WORK REQUEST -
Return all the lines below in which the string "RetryStrategy" appears.

Stored data entries -
◇ ◇ ◇ ◇ ◇
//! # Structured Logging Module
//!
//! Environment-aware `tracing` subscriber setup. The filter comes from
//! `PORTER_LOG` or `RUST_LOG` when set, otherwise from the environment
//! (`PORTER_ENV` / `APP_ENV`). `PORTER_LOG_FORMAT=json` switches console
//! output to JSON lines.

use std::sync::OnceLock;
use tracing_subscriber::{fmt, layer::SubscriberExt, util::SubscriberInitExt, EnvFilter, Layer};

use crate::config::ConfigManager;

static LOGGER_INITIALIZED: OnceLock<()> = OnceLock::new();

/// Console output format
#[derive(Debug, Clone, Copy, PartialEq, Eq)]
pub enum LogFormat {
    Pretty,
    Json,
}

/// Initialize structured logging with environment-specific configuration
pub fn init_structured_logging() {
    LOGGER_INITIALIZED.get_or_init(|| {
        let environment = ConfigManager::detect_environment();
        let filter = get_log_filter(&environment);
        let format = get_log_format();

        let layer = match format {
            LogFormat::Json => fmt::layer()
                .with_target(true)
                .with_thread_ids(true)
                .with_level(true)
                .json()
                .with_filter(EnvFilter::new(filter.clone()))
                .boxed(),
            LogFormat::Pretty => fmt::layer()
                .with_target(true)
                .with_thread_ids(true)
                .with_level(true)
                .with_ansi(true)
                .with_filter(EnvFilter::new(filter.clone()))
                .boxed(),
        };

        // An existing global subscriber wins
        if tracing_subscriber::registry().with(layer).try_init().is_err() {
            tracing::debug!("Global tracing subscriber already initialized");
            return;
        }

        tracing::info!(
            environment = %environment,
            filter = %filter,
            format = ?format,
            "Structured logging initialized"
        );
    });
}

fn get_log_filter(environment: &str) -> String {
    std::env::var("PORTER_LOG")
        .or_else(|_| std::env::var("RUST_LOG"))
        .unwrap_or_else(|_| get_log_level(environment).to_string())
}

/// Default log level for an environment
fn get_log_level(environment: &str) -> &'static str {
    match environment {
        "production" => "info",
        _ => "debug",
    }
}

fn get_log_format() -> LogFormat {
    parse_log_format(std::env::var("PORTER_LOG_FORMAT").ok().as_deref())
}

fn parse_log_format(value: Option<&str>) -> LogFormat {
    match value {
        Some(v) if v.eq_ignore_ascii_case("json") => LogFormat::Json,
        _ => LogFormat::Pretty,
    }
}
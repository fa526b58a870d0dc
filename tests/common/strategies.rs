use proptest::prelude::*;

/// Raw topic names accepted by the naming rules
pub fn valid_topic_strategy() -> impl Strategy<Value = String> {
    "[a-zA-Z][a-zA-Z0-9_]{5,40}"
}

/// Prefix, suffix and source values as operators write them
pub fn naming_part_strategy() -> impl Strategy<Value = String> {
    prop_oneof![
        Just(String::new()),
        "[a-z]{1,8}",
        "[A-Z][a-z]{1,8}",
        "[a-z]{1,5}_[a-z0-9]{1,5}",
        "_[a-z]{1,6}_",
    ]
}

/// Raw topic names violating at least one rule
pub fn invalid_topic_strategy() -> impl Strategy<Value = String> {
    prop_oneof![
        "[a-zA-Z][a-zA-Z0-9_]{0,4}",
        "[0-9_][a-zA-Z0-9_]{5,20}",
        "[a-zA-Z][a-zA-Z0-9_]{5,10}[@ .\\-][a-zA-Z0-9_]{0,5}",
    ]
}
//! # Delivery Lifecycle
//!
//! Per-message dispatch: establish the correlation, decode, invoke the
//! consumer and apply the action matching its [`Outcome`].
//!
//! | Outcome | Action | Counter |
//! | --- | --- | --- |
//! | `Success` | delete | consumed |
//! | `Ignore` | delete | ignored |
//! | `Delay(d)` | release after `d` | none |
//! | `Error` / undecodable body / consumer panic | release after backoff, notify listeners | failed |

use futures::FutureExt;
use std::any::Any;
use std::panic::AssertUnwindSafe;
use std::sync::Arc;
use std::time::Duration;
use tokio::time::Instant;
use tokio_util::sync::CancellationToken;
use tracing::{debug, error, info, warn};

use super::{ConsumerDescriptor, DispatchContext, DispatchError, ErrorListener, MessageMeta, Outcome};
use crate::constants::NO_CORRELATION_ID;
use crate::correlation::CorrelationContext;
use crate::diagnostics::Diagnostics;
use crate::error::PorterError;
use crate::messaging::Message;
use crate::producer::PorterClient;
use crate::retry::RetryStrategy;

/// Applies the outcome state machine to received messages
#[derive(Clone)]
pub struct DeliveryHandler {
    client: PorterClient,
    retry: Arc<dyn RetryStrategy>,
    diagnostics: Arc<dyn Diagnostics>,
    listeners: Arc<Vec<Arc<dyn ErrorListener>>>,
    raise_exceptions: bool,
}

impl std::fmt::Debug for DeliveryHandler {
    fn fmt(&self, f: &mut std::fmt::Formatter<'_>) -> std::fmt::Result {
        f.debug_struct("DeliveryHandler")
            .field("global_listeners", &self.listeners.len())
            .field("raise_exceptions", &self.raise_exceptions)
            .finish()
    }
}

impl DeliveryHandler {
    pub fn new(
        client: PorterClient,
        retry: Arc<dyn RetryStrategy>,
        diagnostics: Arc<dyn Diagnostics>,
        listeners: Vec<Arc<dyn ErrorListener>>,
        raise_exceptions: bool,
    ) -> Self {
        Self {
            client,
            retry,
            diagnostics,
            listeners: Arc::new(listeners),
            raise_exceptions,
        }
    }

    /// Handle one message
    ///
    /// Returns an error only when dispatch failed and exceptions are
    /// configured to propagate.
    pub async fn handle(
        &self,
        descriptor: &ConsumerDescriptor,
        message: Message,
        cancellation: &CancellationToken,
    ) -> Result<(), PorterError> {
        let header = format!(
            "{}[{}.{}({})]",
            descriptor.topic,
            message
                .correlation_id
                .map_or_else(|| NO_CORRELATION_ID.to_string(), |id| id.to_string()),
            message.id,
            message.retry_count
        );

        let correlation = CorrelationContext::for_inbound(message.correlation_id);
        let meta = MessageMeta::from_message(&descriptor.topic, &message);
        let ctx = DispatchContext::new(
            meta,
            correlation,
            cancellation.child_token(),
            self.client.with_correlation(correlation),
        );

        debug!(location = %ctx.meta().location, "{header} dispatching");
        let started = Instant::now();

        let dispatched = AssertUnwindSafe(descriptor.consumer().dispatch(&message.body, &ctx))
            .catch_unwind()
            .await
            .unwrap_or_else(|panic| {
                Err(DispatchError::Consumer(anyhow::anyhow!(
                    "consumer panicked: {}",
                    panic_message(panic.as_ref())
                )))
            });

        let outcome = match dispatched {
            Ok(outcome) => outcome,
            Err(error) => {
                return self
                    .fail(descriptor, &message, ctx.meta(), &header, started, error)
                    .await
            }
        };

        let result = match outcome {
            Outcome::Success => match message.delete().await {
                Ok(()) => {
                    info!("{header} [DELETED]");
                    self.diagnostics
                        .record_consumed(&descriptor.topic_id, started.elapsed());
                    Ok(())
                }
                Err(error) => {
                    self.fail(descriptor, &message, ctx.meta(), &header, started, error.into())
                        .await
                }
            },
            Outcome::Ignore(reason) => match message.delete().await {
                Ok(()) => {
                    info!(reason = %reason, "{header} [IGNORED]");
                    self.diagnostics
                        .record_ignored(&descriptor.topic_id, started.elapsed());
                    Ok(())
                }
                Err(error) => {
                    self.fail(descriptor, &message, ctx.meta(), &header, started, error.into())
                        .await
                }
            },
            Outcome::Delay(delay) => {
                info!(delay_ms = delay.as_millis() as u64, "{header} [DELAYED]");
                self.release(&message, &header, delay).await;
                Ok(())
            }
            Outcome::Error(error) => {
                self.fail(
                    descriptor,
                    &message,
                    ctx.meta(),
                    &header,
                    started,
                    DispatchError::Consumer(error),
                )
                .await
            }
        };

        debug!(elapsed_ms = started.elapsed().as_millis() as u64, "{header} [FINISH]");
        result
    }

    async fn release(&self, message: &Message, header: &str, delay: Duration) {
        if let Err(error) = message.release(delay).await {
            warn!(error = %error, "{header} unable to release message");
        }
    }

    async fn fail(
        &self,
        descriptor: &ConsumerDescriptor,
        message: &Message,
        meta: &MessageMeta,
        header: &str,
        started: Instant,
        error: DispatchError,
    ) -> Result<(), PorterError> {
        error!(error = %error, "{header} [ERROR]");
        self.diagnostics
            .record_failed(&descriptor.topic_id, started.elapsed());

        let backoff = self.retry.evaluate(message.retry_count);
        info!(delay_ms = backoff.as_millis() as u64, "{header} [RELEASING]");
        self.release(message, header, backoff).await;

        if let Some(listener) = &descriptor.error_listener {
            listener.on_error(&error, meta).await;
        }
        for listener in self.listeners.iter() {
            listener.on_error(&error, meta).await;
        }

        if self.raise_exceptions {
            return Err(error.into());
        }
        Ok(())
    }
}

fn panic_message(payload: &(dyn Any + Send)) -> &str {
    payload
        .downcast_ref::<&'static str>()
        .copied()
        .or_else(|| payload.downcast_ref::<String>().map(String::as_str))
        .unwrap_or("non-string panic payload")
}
◇ ◇ ◇ ◇ ◇
EXERCISE OUTPUT -
use crate::retry::RetryStrategy;
    retry: Arc<dyn RetryStrategy>,
        retry: Arc<dyn RetryStrategy>,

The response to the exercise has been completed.